The western terminus of the Thessaloniki–Svilengrad railway is the New Railway Station, Thessaloniki. It runs north, passing Kilkis, until it turns east at the shore of Dojran Lake. It runs along the north shore of Lake Kerkini, and crosses the river Strymonas near Sidirokastro. The line north to Sofia (border crossing Promachonas/Kulata) branches off here. The railway continues east along Serres and Drama. It crosses the river Nestos at Paranesti and follows it until Toxotes. It passes Xanthi and Komotini, and reaches the Aegean Sea at Alexandroupolis, where it ends at the Alexandroupolis railway station, which is further connected to Pythio via the Alexandroupolis–Svilengrad railway

The line is single line. On the whole, the route has 36 tunnels and 251 bridges. It follows a particularly scenic route. The route first leads through a small pass where, at 320 m above sea level, it reaches the highest point between Thessaloniki and Alexandroupolis before descending into the valley of the Nestos River.

The original track was built for vehicles with 13 t axle load. The maximum gradients were below 20‰ with one section of 25 km reaching 25‰; the original rails had a weight of 30 kg/m except in large gradients sections where the rails had a weight of 34 kg/m.
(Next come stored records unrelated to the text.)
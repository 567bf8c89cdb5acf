//! Engine error type.

use std::path::PathBuf;

use grimwood_ecs::entity::EntityId;
use grimwood_ecs::EcsError;

use crate::components::ComponentKind;

/// Errors surfaced by the game layer.
#[derive(Debug, thiserror::Error)]
pub enum GameError {
    #[error("failed to read {path}: {source}")]
    Io {
        path: PathBuf,
        #[source]
        source: std::io::Error,
    },

    #[error("invalid JSON document: {0}")]
    Json(#[from] serde_json::Error),

    #[error("invalid configuration: {field} {reason}")]
    InvalidConfig { field: &'static str, reason: &'static str },

    #[error("unsupported collider shape {0:?}")]
    UnsupportedShape(String),

    #[error("unsupported joint kind {0:?}")]
    UnsupportedJoint(String),

    #[error("entity {entity} has no {kind:?} component")]
    MissingComponent {
        entity: EntityId,
        kind: ComponentKind,
    },

    #[error("no player entity is registered")]
    NoPlayer,

    #[error("could not create a physics body for entity {entity}")]
    PhysicsRegistration { entity: EntityId },

    #[error(transparent)]
    Ecs(#[from] EcsError),
}

/// Error returned by [`System::update`](crate::system::System::update).
pub type SystemError = GameError;

impl GameError {
    /// Shorthand for [`GameError::MissingComponent`].
    pub fn missing(entity: EntityId, kind: ComponentKind) -> Self {
        GameError::MissingComponent { entity, kind }
    }
}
The steel sleepers used weighed 50 kg.

In 2018, the superstructure of the 116 km Thessaloniki-Serres section consisted of UIC 54 rails laid on B70 concrete sleepers. On the remaining 326 km to Alexandroupolis, rails with UIC 50 or UIC 54 profiles are laid on wooden, steel or bi-block concrete sleepers. The route between Thessaloniki and Strymonas is now suitable for 22.5 t axle load and can be used at 160 km/h. The remainder of the section is for 20 t of axle load.

==History==
The Société du Chemin de Fer Ottoman Jonction Salonique-Constantinople, abbreviated JSC, was founded in October 1892. This company obtained, on September 10, 1892, the concession to build and operate a railway 442 km line between Thessaloniki and Alexandroupolis, named Dedeagatch at the time. In Alexandroupolis, the line would join the existing line to Constantinople and Edirne, via Pythio, operated by the Chemins de fer Orientaux. The JSC was formed according to Ottoman law with its main office in Istanbul and the shareholder committee in Paris.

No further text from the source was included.